R&M's goal is to make sure that the machinery/tool delivered to the customer meets or exceeds its requirements. DFSS, on the other hand, is the methodology that controls the process for satisfying the customer's expectations early on in the product development cycle. This is very important since in R&M the reliability matrix actually attempts to quantify the initial product vision with the customer's requirements.
Having said that, we must also recognize that quite often in product development we do not have all the answers. In fact, quite often we are on a fuzzy front end. This is where DFSS offers its greatest contribution. That is, with the process knowledge of DFSS, the engineer not only will be aware but also will make sure that the appropriate design fits within both the customer's and the organization's goals.

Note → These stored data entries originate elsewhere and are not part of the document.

use std::time::Duration;

use clap::{Parser, ValueEnum};
use crossterm::style::Color;
use rand::RngExt;
use tracing_subscriber::{EnvFilter, layer::SubscriberExt, util::SubscriberInitExt};

use multispin::frames;
use multispin::terminal::Stream;
use multispin::{Config, Logger, Verbosity};

#[derive(Debug, Clone, Copy, ValueEnum)]
enum Output {
    /// Detect from the stream
    Auto,
    /// Force cursor-positioned animation
    Tty,
    /// Force appended plain lines
    Plain,
}

#[derive(Debug, Clone, Copy, ValueEnum)]
enum FrameSet {
    Dots,
    Line,
    Arrow,
}

#[derive(Parser)]
#[command(
    name = "multispin",
    version,
    about = "Many tasks, one terminal: concurrent spinner demo."
)]
struct Cli {
    /// Concurrent workers
    #[arg(short, long, default_value_t = 4)]
    workers: usize,

    /// Spinners each worker runs, one after another
    #[arg(short, long, default_value_t = 3)]
    spinners: usize,

    /// Shortest simulated task, in milliseconds
    #[arg(long, default_value_t = 400)]
    min_ms: u64,

    /// Longest simulated task, in milliseconds
    #[arg(long, default_value_t = 2500)]
    max_ms: u64,

    /// Percentage of tasks that fail
    #[arg(long, default_value_t = 15)]
    fail_rate: u32,

    #[arg(long, value_enum, default_value_t = Output::Auto)]
    output: Output,

    #[arg(long, value_enum, default_value_t = FrameSet::Dots)]
    frames: FrameSet,

    /// Render to stdout instead of stderr
    #[arg(long, default_value_t = false)]
    stdout: bool,

    /// Diagnostics on stderr (repeat for more)
    #[arg(short, long, action = clap::ArgAction::Count)]
    verbose: u8,
}

#[tokio::main]
async fn main() -> anyhow::Result<()> {
    let cli = Cli::parse();

    let mut config = Config::from_env();
    match cli.verbose {
        0 => {}
        1 => config.verbosity = Verbosity::Basic,
        _ => config.verbosity = Verbosity::Verbose,
    }
    match cli.output {
        Output::Auto => {}
        Output::Tty => config.terminal = Some(true),
        Output::Plain => config.terminal = Some(false),
    }
    if cli.stdout {
        config.stream = Stream::Stdout;
    }

    init_tracing(config.verbosity);

    if cli.min_ms > cli.max_ms {
        anyhow::bail!("--min-ms ({}) exceeds --max-ms ({})", cli.min_ms, cli.max_ms);
    }

    let frame_set = match cli.frames {
        FrameSet::Dots => frames::DOTS,
        FrameSet::Line => frames::LINE,
        FrameSet::Arrow => frames::ARROW,
    };

    let logger = Logger::new(config);
    logger
        .println(format!(
            "running {} worker(s) x {} task(s)",
            cli.workers, cli.spinners
        ))
        .await;

    let plan = Plan {
        tasks: cli.spinners,
        min_ms: cli.min_ms,
        max_ms: cli.max_ms,
        fail_rate: cli.fail_rate,
        frames: frame_set,
    };
    let workers = (0..cli.workers).map(|worker| run_worker(logger.indented(), worker, plan));
    futures::future::join_all(workers).await;

    logger.println("all workers finished").await;
    logger.shutdown().await;
    Ok(())
}

/// What every worker does.
#[derive(Debug, Clone, Copy)]
struct Plan {
    tasks: usize,
    min_ms: u64,
    max_ms: u64,
    fail_rate: u32,
    frames: &'static [&'static str],
}

async fn run_worker(logger: Logger, worker: usize, plan: Plan) {
    for task in 0..plan.tasks {
        let label = format!("worker {worker} task {task}");
        let spinner = logger
            .create_spinner(
                label.clone(),
                plan.frames,
                Color::Cyan,
                Duration::from_millis(80),
            )
            .await;

        let (delay, fails) = {
            let mut rng = rand::rng();
            (
                rng.random_range(plan.min_ms..=plan.max_ms),
                rng.random_range(0..100) < plan.fail_rate,
            )
        };

        tokio::time::sleep(Duration::from_millis(delay / 2)).await;
        spinner.set_message(format!("{label} (halfway)")).await;
        tokio::time::sleep(Duration::from_millis(delay - delay / 2)).await;

        if fails {
            spinner.error(format!("{label} failed after {delay}ms")).await;
        } else {
            spinner.success(format!("{label} done in {delay}ms")).await;
        }
    }
}

fn init_tracing(verbosity: Verbosity) {
    let default_filter = match verbosity {
        Verbosity::Off => "warn",
        Verbosity::Basic => "multispin=debug",
        Verbosity::Verbose => "multispin=trace",
    };
    let filter =
        EnvFilter::try_from_default_env().unwrap_or_else(|_| EnvFilter::new(default_filter));

    tracing_subscriber::registry()
        .with(filter)
        .with(
            tracing_subscriber::fmt::layer()
                .with_target(true)
                .with_writer(std::io::stderr),
        )
        .init();
}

DFSS may be applied in an original design, which involves elaborating original solutions for a given task; adaptive design, which involves adapting a known system to a changed task or evolving a significant subsystem of a current product; variant design, which involves varying parameters of certain aspects of a product to develop a new or more robust design; and redesign, which implies any of the items just mentioned. A redesign is not a variant design, rather it implies that a product already exists that is perceived to fall short in some criteria, and a new solution is needed. The new solution can be developed through any of the above approaches. In fact, it is often difficult to argue against the maxim that all design is redesign (Otto and Wood, 2001).